PRETORIA, Jan 16 (Reuters) - Below are comments from South African Reserve Bank (SARB) Governor Lesetja Kganyago on Thursday as he announced the central bank’s latest decision on its benchmark repo rate.
“The overall risks to the inflation outlook are assessed to be balanced. Demand side pressures remain subdued and house rental prices are expected to increase at only moderate rates. Global inflation should also remain low. Food price inflation has continued to surprise to the downside, although rising imported food prices create some caution about the future price trajectory. While the currency has strengthened relative to the November meeting, the risk remains that domestic shocks generate more capital flow volatility and put pressure on the exchange rate and inflation. Other upside risks to the inflation outlook remain, including from fuel, electricity and water prices, and from nominal wage growth.”

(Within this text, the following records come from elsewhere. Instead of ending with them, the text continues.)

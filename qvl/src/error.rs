//! The error taxonomy of the verification core.
//!
//! Every failure surfaces as exactly one [`Error`] variant; the variant set
//! is a stable, user-facing contract. Verifiers raise the first failing
//! check and never aggregate. All inputs here are public data, so error
//! payloads are free to carry offsets, subjects, and serials for diagnosis.

use std::fmt;

use thiserror::Error;

pub type Result<T, E = Error> = std::result::Result<T, E>;

#[derive(Debug, Error)]
pub enum Error {
    /// A structural parse failure: short read, length prefix exceeding the
    /// buffer, bad magic, non-UTF-8 or schema-mismatched JSON.
    #[error("malformed {field} at byte {offset}: {reason}")]
    Malformed {
        field: &'static str,
        offset: usize,
        reason: MalformedReason,
    },

    /// Quote or report version outside the supported set
    /// (SGX v3, TDX v4/v5, SEV-SNP v2+).
    #[error("unsupported {what} version: {got}")]
    UnsupportedVersion { what: &'static str, got: u32 },

    /// An algorithm or encoding selector this library does not support,
    /// e.g. a non-P-256 attestation key type or a non-PCK cert data type.
    #[error("unsupported crypto: {field} = {got}")]
    UnsupportedCrypto { field: &'static str, got: u32 },

    /// The quote carries no certification data and the caller supplied no
    /// fallback certificates.
    #[error("no certification data in quote and no fallback certificates supplied")]
    MissingCertData,

    /// A structural certificate chain failure: orphaned certificate, cycle,
    /// bad signature, missing CA flag, violated path length.
    #[error("invalid certificate chain: {reason}")]
    InvalidChain { reason: String },

    /// The evaluation time falls outside some certificate's validity window.
    #[error("certificate '{subject}' is not valid at the evaluation time")]
    Expired { subject: String },

    /// A chain certificate's serial appears in the supplied CRL set.
    #[error("certificate '{subject}' (serial {serial}) is revoked")]
    Revoked { subject: String, serial: String },

    /// The chain root's fingerprint is not in the pinned root set.
    #[error("chain root (sha256 fingerprint {fingerprint}) is not a pinned root")]
    UntrustedRoot { fingerprint: String },

    /// The PCK leaf certificate failed to verify the QE report signature.
    #[error("PCK signature over the QE report failed to verify")]
    BadQeSignature,

    /// The QE report does not bind the quote's attestation key:
    /// `sha256(attestation_public_key || qe_auth_data)` does not match the
    /// first 32 bytes of the QE report data.
    #[error("QE report does not bind the quote's attestation key")]
    BadQeBinding,

    /// The attestation key failed to verify the outer quote signature.
    #[error("attestation key signature over the quote failed to verify")]
    BadQuoteSignature,

    /// The VCEK failed to verify the SEV-SNP report body signature.
    #[error("VCEK signature over the SEV-SNP report failed to verify")]
    BadReportSignature,

    /// The HCL variable data hash is not committed in the quote report data.
    #[error("HCL variable data hash does not match the report data")]
    HclBindingMismatch,

    /// The HCL envelope embeds a hardware report type other than TDX.
    #[error("unsupported HCL report type: {got}")]
    UnsupportedReportType { got: u32 },

    /// The QE report does not satisfy the supplied QE identity descriptor.
    #[error("QE identity mismatch: {reason}")]
    QeIdentityMismatch { reason: String },
}

impl Error {
    pub(crate) fn truncated(
        field: &'static str,
        offset: usize,
        expected: usize,
        got: usize,
    ) -> Self {
        Self::Malformed {
            field,
            offset,
            reason: MalformedReason::Truncated { expected, got },
        }
    }

    pub(crate) fn invalid(
        field: &'static str,
        offset: usize,
        what: &'static str,
    ) -> Self {
        Self::Malformed {
            field,
            offset,
            reason: MalformedReason::Invalid(what),
        }
    }

    pub(crate) fn invalid_chain(reason: impl Into<String>) -> Self {
        Self::InvalidChain {
            reason: reason.into(),
        }
    }

    pub(crate) fn qe_identity_mismatch(reason: impl Into<String>) -> Self {
        Self::QeIdentityMismatch {
            reason: reason.into(),
        }
    }
}

/// Why a structure failed to parse.
#[derive(Debug)]
pub enum MalformedReason {
    /// Fewer bytes remained than the structure (or its length prefix)
    /// requires.
    Truncated { expected: usize, got: usize },
    /// The bytes were present but hold an invalid value.
    Invalid(&'static str),
    /// Embedded JSON failed to decode or match the expected schema.
    Json(String),
}

impl fmt::Display for MalformedReason {
    fn fmt(&self, f: &mut fmt::Formatter<'_>) -> fmt::Result {
        match self {
            Self::Truncated { expected, got } =>
                write!(f, "need {expected} bytes, have {got}"),
            Self::Invalid(what) => write!(f, "{what}"),
            Self::Json(err) => write!(f, "bad JSON: {err}"),
        }
    }
}
//! Bounds-checked little-endian decoding over a borrowed byte range.
//!
//! All the wire formats handled by this crate (DCAP quotes, SEV-SNP
//! reports, HCL envelopes) are fixed-layout little-endian structures, so a
//! single cursor type covers them. Every read names the field it decodes;
//! a short read fails deterministically with the offset, the requested
//! size, and the bytes actually remaining.

use crate::error::{Error, Result};

/// A cursor over a borrowed byte slice.
pub(crate) struct Reader<'a> {
    buf: &'a [u8],
    pos: usize,
}

impl<'a> Reader<'a> {
    pub fn new(buf: &'a [u8]) -> Self {
        Self { buf, pos: 0 }
    }

    /// Current offset from the start of the buffer.
    pub fn offset(&self) -> usize {
        self.pos
    }

    pub fn remaining(&self) -> usize {
        self.buf.len() - self.pos
    }

    /// Borrow the next `n` bytes.
    pub fn take(&mut self, n: usize, field: &'static str) -> Result<&'a [u8]> {
        if self.remaining() < n {
            return Err(Error::truncated(field, self.pos, n, self.remaining()));
        }
        let out = &self.buf[self.pos..self.pos + n];
        self.pos += n;
        Ok(out)
    }

    /// Copy the next `N` bytes into a fixed array.
    pub fn array<const N: usize>(
        &mut self,
        field: &'static str,
    ) -> Result<[u8; N]> {
        let bytes = self.take(N, field)?;
        // infallible: `take` returned exactly N bytes
        Ok(<[u8; N]>::try_from(bytes).unwrap())
    }

    pub fn u16(&mut self, field: &'static str) -> Result<u16> {
        self.array::<2>(field).map(u16::from_le_bytes)
    }

    pub fn u32(&mut self, field: &'static str) -> Result<u32> {
        self.array::<4>(field).map(u32::from_le_bytes)
    }

    pub fn u64(&mut self, field: &'static str) -> Result<u64> {
        self.array::<8>(field).map(u64::from_le_bytes)
    }

    /// Borrow a length-prefixed region whose `u32` size field must fit the
    /// remaining buffer.
    pub fn sized_region(&mut self, field: &'static str) -> Result<&'a [u8]> {
        let len = self.u32(field)? as usize;
        self.take(len, field)
    }

    /// Skip `n` reserved bytes.
    pub fn skip(&mut self, n: usize, field: &'static str) -> Result<()> {
        self.take(n, field).map(|_| ())
    }
}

“The GDP growth outcome for the third quarter confirmed that the economy remains weak and vulnerable to idiosyncratic shocks and poor sectoral performances. While growth in the fourth quarter is expected to have picked up, electricity supply constraints will likely keep economic activity muted in the near term.”
“The MPC assesses the risks to the growth forecast to be to the downside. Escalation in global trade tensions, geo-political risks, further domestic supply constraints and/or sustained higher oil prices could generate headwinds to growth.”
“Implementation of prudent macroeconomic policies and structural reforms that lower costs and increase investment, potential growth and job creation, remains urgent.”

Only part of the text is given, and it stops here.